Getting folder sizes with PowerShell

Today was a good day.  I had an excuse to do some scripting.  One of the Systems Administration rules to live by is "Automate Everything".  Code is reusable, time spent clicking buttons in a GUI to get information is just that, time spent.  Time invested in writing a script to get information for you in a way that is repeatable is time invested.  It may seem like the same amount of time the first time around, but it will pay dividends the next time you don't have to spend time at the GUI clicking, not to mention that you can easily capture the information that you are looking for for further analysis.  Another nice thing about scripting is that you can schedule the collection of information and have it delivered to you.

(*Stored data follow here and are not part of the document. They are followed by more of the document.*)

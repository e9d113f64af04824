//! Keeps exactly one live channel per authenticated session.
//!
//! The supervisor follows the session store. When an identity appears (or
//! changes) any previous channel is shut down and a fresh one is created,
//! published, and opened with the session's token. When the session ends
//! the channel is closed and `None` is published. Views watch the published
//! channel and re-register their handlers whenever it changes.

use std::sync::Arc;

use binwatch_live::{LiveChannel, LiveClient, ReconnectConfig};
use binwatch_session::{SessionState, SessionStore};
use tokio::sync::watch;
use tokio::task::JoinHandle;
use tokio_util::sync::CancellationToken;

use crate::config::DashboardConfig;

/// How channels are built.
#[derive(Debug, Clone)]
pub struct ChannelSettings {
    pub ws_url: String,
    pub reconnect: Option<ReconnectConfig>,
}

impl ChannelSettings {
    pub fn new(ws_url: impl Into<String>) -> Self {
        Self {
            ws_url: ws_url.into(),
            reconnect: None,
        }
    }

    pub fn from_config(config: &DashboardConfig) -> Self {
        Self {
            ws_url: config.ws_url.clone(),
            reconnect: config.reconnect_policy(),
        }
    }
}

type CurrentChannel = Option<Arc<LiveChannel>>;

pub struct ChannelSupervisor {
    current: watch::Receiver<CurrentChannel>,
    cancel: CancellationToken,
    task: Option<JoinHandle<()>>,
}

impl ChannelSupervisor {
    pub fn spawn(session: &SessionStore, settings: ChannelSettings) -> Self {
        let (tx, current) = watch::channel(None);
        let cancel = CancellationToken::new();
        let task = tokio::spawn(supervise(session.subscribe(), settings, tx, cancel.clone()));
        Self {
            current,
            cancel,
            task: Some(task),
        }
    }

    /// The channel for the current session, if any.
    pub fn current(&self) -> CurrentChannel {
        self.current.borrow().clone()
    }

    /// Observe channel replacements.
    pub fn watch(&self) -> watch::Receiver<CurrentChannel> {
        self.current.clone()
    }

    /// Close the current channel and stop following the session.
    pub async fn shutdown(mut self) {
        self.cancel.cancel();
        if let Some(task) = self.task.take() {
            if let Err(e) = task.await {
                tracing::error!(error = %e, "Channel supervisor panicked");
            }
        }
    }
}

impl Drop for ChannelSupervisor {
    fn drop(&mut self) {
        self.cancel.cancel();
    }
}

/// `(username, token)` the current channel was opened for.
type Identity = (String, String);

fn identity_of(state: &SessionState) -> Option<Identity> {
    state
        .auth
        .as_ref()
        .map(|auth| (auth.user.username.clone(), auth.access_token.clone()))
}

async fn supervise(
    mut sessions: watch::Receiver<SessionState>,
    settings: ChannelSettings,
    tx: watch::Sender<CurrentChannel>,
    cancel: CancellationToken,
) {
    tracing::info!(url = %settings.ws_url, "Channel supervisor started");
    let mut active: Option<Identity> = None;

    'outer: loop {
        let wanted = identity_of(&sessions.borrow_and_update());

        if wanted != active {
            if let Some(previous) = tx.send_replace(None) {
                previous.shutdown().await;
            }
            active = wanted.clone();

            if let Some((username, token)) = wanted {
                let channel = Arc::new(LiveChannel::with_client(
                    LiveClient::new(settings.ws_url.clone()),
                    settings.reconnect.clone(),
                ));
                // Published before opening so handlers are in place for the
                // first frame.
                tx.send_replace(Some(Arc::clone(&channel)));

                // Keep following the session while the handshake runs; a
                // logout or new login abandons it.
                let opening = channel.open(&token, &username);
                tokio::pin!(opening);
                loop {
                    tokio::select! {
                        _ = cancel.cancelled() => break 'outer,
                        result = &mut opening => {
                            match result {
                                Ok(()) => tracing::info!(username = %username, "Live channel opened for session"),
                                Err(e) => tracing::warn!(username = %username, error = %e, "Live channel did not open"),
                            }
                            break;
                        }
                        changed = sessions.changed() => {
                            if changed.is_err() {
                                break 'outer;
                            }
                            if identity_of(&sessions.borrow()) != active {
                                tracing::info!(username = %username, "Session changed while live channel was opening");
                                continue 'outer;
                            }
                        }
                    }
                }
            } else {
                tracing::info!("Session ended; live channel closed");
            }
        }

        tokio::select! {
            _ = cancel.cancelled() => break,
            changed = sessions.changed() => {
                if changed.is_err() {
                    break;
                }
            }
        }
    }

    if let Some(channel) = tx.send_replace(None) {
        channel.shutdown().await;
    }
    tracing::info!("Channel supervisor stopped");
}
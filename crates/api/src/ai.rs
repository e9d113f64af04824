//! Client for the AI prediction and route-optimization service.
//!
//! The service speaks snake_case JSON and reports errors as
//! `{"detail": "..."}`. It does not take a bearer token.

use std::collections::HashMap;
use std::time::Duration;

use binwatch_core::geo::Location;
use binwatch_core::urgency::Urgency;
use serde::{Deserialize, Serialize};

use crate::client::{parse_response, DEFAULT_TIMEOUT};
use crate::error::ApiError;

/// Fill rate assumed when no history is available (mm per hour).
pub const DEFAULT_FILL_RATE_MM_PER_HOUR: f64 = 2.5;

/// Default cap on stops for one route.
pub const DEFAULT_MAX_STOPS: u32 = 10;

/// Body of `POST /api/ai/predict-fullness`.
#[derive(Debug, Clone, PartialEq, Serialize)]
pub struct PredictionRequest {
    pub node_id: String,
    pub current_level_mm: f64,
    pub fill_percentage: f64,
    #[serde(skip_serializing_if = "Option::is_none")]
    pub historical_fill_rate: Option<f64>,
}

/// Projected time until a bin is full.
#[derive(Debug, Clone, PartialEq, Deserialize, Serialize)]
pub struct Prediction {
    pub node_id: String,
    pub hours_until_full: f64,
    pub predicted_full_at: String,
    /// In `0.0..=1.0`.
    pub confidence: f64,
    #[serde(default)]
    pub recommendation: String,
    /// Kept as the raw wire string; see [`urgency_level`](Self::urgency_level).
    pub urgency: String,
}

impl Prediction {
    /// Parsed urgency. Unknown values count as low.
    pub fn urgency_level(&self) -> Urgency {
        Urgency::parse_lenient(&self.urgency)
    }

    /// Confidence as a whole percentage.
    pub fn confidence_pct(&self) -> u8 {
        (self.confidence * 100.0).round().clamp(0.0, 100.0) as u8
    }
}

/// A bin offered to the route optimizer.
#[derive(Debug, Clone, PartialEq, Serialize, Deserialize)]
pub struct BinToCollect {
    pub node_id: String,
    pub location: Location,
    pub fill_percentage: f64,
    pub urgency: Urgency,
    #[serde(default, skip_serializing_if = "Option::is_none")]
    pub predicted_full_hours: Option<f64>,
}

/// Body of `POST /api/ai/optimize-route`.
#[derive(Debug, Clone, PartialEq, Serialize)]
pub struct RouteRequest {
    pub start_location: Location,
    pub bins: Vec<BinToCollect>,
    #[serde(skip_serializing_if = "Option::is_none")]
    pub max_stops: Option<u32>,
    #[serde(skip_serializing_if = "Option::is_none")]
    pub max_duration_hours: Option<f64>,
}

/// One stop on an optimized route.
#[derive(Debug, Clone, PartialEq, Deserialize, Serialize)]
pub struct RouteStop {
    pub stop_number: u32,
    pub node_id: String,
    pub location: Location,
    pub estimated_arrival: String,
    pub collection_time_minutes: u32,
    #[serde(default)]
    pub reason: String,
    pub fill_percentage: f64,
}

/// The optimizer's answer.
#[derive(Debug, Clone, PartialEq, Deserialize, Serialize)]
pub struct OptimizedRoute {
    pub total_distance_km: f64,
    pub total_time_minutes: f64,
    pub estimated_fuel_cost_vnd: f64,
    pub sequence: Vec<RouteStop>,
    #[serde(default)]
    pub return_to_start: String,
    #[serde(default)]
    pub savings: HashMap<String, String>,
}

/// HTTP client for the AI service.
#[derive(Debug, Clone)]
pub struct AiClient {
    http: reqwest::Client,
    base_url: String,
}

impl AiClient {
    /// `base_url` is the service root, e.g. `http://localhost:8000`.
    pub fn new(base_url: impl Into<String>) -> Result<Self, ApiError> {
        Self::with_timeout(base_url, DEFAULT_TIMEOUT)
    }

    pub fn with_timeout(base_url: impl Into<String>, timeout: Duration) -> Result<Self, ApiError> {
        let http = reqwest::Client::builder().timeout(timeout).build()?;
        Ok(Self {
            http,
            base_url: base_url.into().trim_end_matches('/').to_string(),
        })
    }

    pub fn base_url(&self) -> &str {
        &self.base_url
    }

    pub async fn predict_fullness(&self, request: &PredictionRequest) -> Result<Prediction, ApiError> {
        let response = self
            .http
            .post(format!("{}/api/ai/predict-fullness", self.base_url))
            .json(request)
            .send()
            .await?;
        parse_response(response).await
    }

    pub async fn optimize_route(&self, request: &RouteRequest) -> Result<OptimizedRoute, ApiError> {
        let response = self
            .http
            .post(format!("{}/api/ai/optimize-route", self.base_url))
            .json(request)
            .send()
            .await?;
        parse_response(response).await
    }
}
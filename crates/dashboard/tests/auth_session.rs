//! Login/logout flows and the session-bound live channel against the stub
//! backend.

mod common;

use std::sync::Arc;

use assert_matches::assert_matches;
use binwatch_api::ApiClient;
use binwatch_core::validation::RegistrationForm;
use binwatch_dashboard::views::SensorFeed;
use binwatch_dashboard::{AuthFlow, ChannelSettings, ChannelSupervisor, ViewError};
use binwatch_live::ChannelState;
use binwatch_session::{FileStore, KeyValueStore, SessionStore};
use common::{within, Backend};
use serde_json::json;

fn session_at(path: &std::path::Path) -> (SessionStore, Arc<FileStore>) {
    let storage = Arc::new(FileStore::open(path).unwrap());
    (SessionStore::new(storage.clone()), storage)
}

fn flow_for(api_url: String, session: &SessionStore) -> AuthFlow {
    let api = ApiClient::new(api_url, Arc::new(session.clone())).unwrap();
    AuthFlow::new(Arc::new(api), session.clone())
}

#[tokio::test]
async fn login_persists_token_and_identity() {
    let stub = common::start(Backend::default()).await;
    let dir = tempfile::tempdir().unwrap();
    let path = dir.path().join("session.json");
    let (session, storage) = session_at(&path);

    flow_for(stub.api_url(), &session)
        .login("alice", "secret123")
        .await
        .unwrap();

    let state = session.snapshot();
    assert!(state.is_authenticated());
    assert_eq!(state.user().unwrap().username, "alice");
    assert_eq!(storage.get("accessToken").unwrap().as_deref(), Some("tok-1"));

    // A fresh process restores the same session from disk.
    let (restored, _) = session_at(&path);
    restored.load_from_storage();
    assert_eq!(restored.snapshot().access_token(), Some("tok-1"));
}

#[tokio::test]
async fn bad_credentials_leave_session_untouched() {
    let stub = common::start(Backend::default()).await;
    let dir = tempfile::tempdir().unwrap();
    let (session, storage) = session_at(&dir.path().join("session.json"));

    let err = flow_for(stub.api_url(), &session)
        .login("alice", "wrong")
        .await
        .unwrap_err();

    assert_eq!(err, ViewError::AuthFailed("Bad credentials".into()));
    let state = session.snapshot();
    assert!(!state.is_authenticated());
    assert!(!state.is_loading);
    assert_eq!(state.error.as_deref(), Some("Bad credentials"));
    assert_eq!(storage.get("accessToken").unwrap(), None);
}

#[tokio::test]
async fn rejected_login_without_message_says_login_failed() {
    let stub = common::start(Backend::default()).await;
    let dir = tempfile::tempdir().unwrap();
    let (session, _storage) = session_at(&dir.path().join("session.json"));

    let err = flow_for(stub.api_url(), &session)
        .login("mute", "whatever")
        .await
        .unwrap_err();

    assert_eq!(err, ViewError::AuthFailed("Login failed".into()));
    assert_eq!(session.snapshot().error.as_deref(), Some("Login failed"));
}

#[tokio::test]
async fn logout_clears_storage_when_server_fails() {
    let stub = common::start(Backend {
        logout_fails: true,
        ..Default::default()
    })
    .await;
    let dir = tempfile::tempdir().unwrap();
    let (session, storage) = session_at(&dir.path().join("session.json"));
    let flow = flow_for(stub.api_url(), &session);

    flow.login("alice", "secret123").await.unwrap();
    flow.logout().await;

    assert!(!session.is_authenticated());
    assert_eq!(storage.get("accessToken").unwrap(), None);
    assert_eq!(storage.get("user").unwrap(), None);
}

#[tokio::test]
async fn taken_username_is_reported() {
    let stub = common::start(Backend::default()).await;
    let dir = tempfile::tempdir().unwrap();
    let (session, _) = session_at(&dir.path().join("session.json"));

    let form = RegistrationForm {
        username: "taken".into(),
        email: "taken@example.com".into(),
        password: "secret123".into(),
        confirm_password: "secret123".into(),
    };
    let err = flow_for(stub.api_url(), &session).register(&form).await.unwrap_err();
    assert_matches!(err, ViewError::AuthFailed(msg) if msg == "Username already exists");
    assert!(!session.is_authenticated());
}

#[tokio::test]
async fn channel_follows_session_lifecycle() {
    let stub = common::start(Backend {
        push: vec![
            "not json".to_string(),
            json!({
                "topic": "data/bin-01/sensors",
                "message": {"node": "node1", "distance": 30.0, "temperature": 29.5},
                "timestamp": "2024-05-01T10:00:00Z"
            })
            .to_string(),
        ],
        ..Default::default()
    })
    .await;
    let dir = tempfile::tempdir().unwrap();
    let (session, _) = session_at(&dir.path().join("session.json"));
    let supervisor = ChannelSupervisor::spawn(&session, ChannelSettings::new(stub.ws_url()));
    assert!(supervisor.current().is_none());

    flow_for(stub.api_url(), &session)
        .login("alice", "secret123")
        .await
        .unwrap();

    let mut channels = supervisor.watch();
    let channel = within(channels.wait_for(|c| c.is_some()))
        .await
        .unwrap()
        .clone()
        .unwrap();
    let mut state = channel.watch_state();
    within(state.wait_for(|s| *s == ChannelState::Open)).await.unwrap();

    let mut feed = SensorFeed::new("bin-01");
    feed.attach(&channel);
    let mut updates = feed.updates();
    channel.send("/app/replay", json!({}));
    within(updates.changed()).await.unwrap();

    let reading = feed.latest().unwrap();
    assert_eq!(reading.fill_level(), Some(92));
    assert_eq!(reading.values.temperature, Some(29.5));
    assert_eq!(feed.len(), 1);

    // The socket is ordered, so the identify frame was seen before the replay.
    let identified = stub.backend.identified.lock().unwrap().clone();
    assert_eq!(
        identified,
        vec![json!({"type": "CONNECT", "token": "tok-1", "username": "alice"})]
    );

    session.logout();
    within(channels.wait_for(|c| c.is_none())).await.unwrap();
    within(state.wait_for(|s| *s == ChannelState::Closed)).await.unwrap();
    assert_eq!(channel.registry().handler_count("data/bin-01/sensors"), 0);

    supervisor.shutdown().await;
}

#[tokio::test]
async fn logout_abandons_stalled_handshake() {
    let stub = common::start(Backend::default()).await;
    let dir = tempfile::tempdir().unwrap();
    let (session, _) = session_at(&dir.path().join("session.json"));
    let supervisor = ChannelSupervisor::spawn(&session, ChannelSettings::new(common::silent_socket().await));
    let flow = flow_for(stub.api_url(), &session);

    flow.login("alice", "secret123").await.unwrap();
    let mut channels = supervisor.watch();
    let stalled = within(channels.wait_for(|c| c.is_some()))
        .await
        .unwrap()
        .clone()
        .unwrap();
    let mut state = stalled.watch_state();
    within(state.wait_for(|s| *s == ChannelState::Connecting)).await.unwrap();

    session.logout();
    within(channels.wait_for(|c| c.is_none())).await.unwrap();
    within(state.wait_for(|s| *s == ChannelState::Closed)).await.unwrap();

    // The supervisor is still listening: a new login gets a new channel.
    flow.login("alice", "secret123").await.unwrap();
    let next = within(channels.wait_for(|c| c.is_some()))
        .await
        .unwrap()
        .clone()
        .unwrap();
    assert!(!Arc::ptr_eq(&stalled, &next));

    supervisor.shutdown().await;
}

PowerShell is an interesting environment.  It reminds me somewhat of a Linux shell and it can be scripted like Bash and Perl.  That's what the PowerShell developers were going for, I know, but it does make it much more likeable and useable than batch files and vbScript.  The other thing that I like about PowerShell is that it can easily give me access to .Net namespaces and their properties and methods.  I'm no C# programmer, but I've played with it a bit and it seems that PowerShell is the scripting version of C#.

So my task for today was to get the sizes of a bunch of folders on one of my file servers.  I wanted to know which ones would give up the most space if they were moved to another virtual-disk on that virtual machine.  I had one hard disk that was getting full and I would rather create another disk and move folders to an "archive" location than grow the disk or add another disk under a mount point.  Luckily for me the folders I am dealing with are already sorted by year, so it's just a matter of going back far enough to get the space I want without moving newer files that would inconvenience my users.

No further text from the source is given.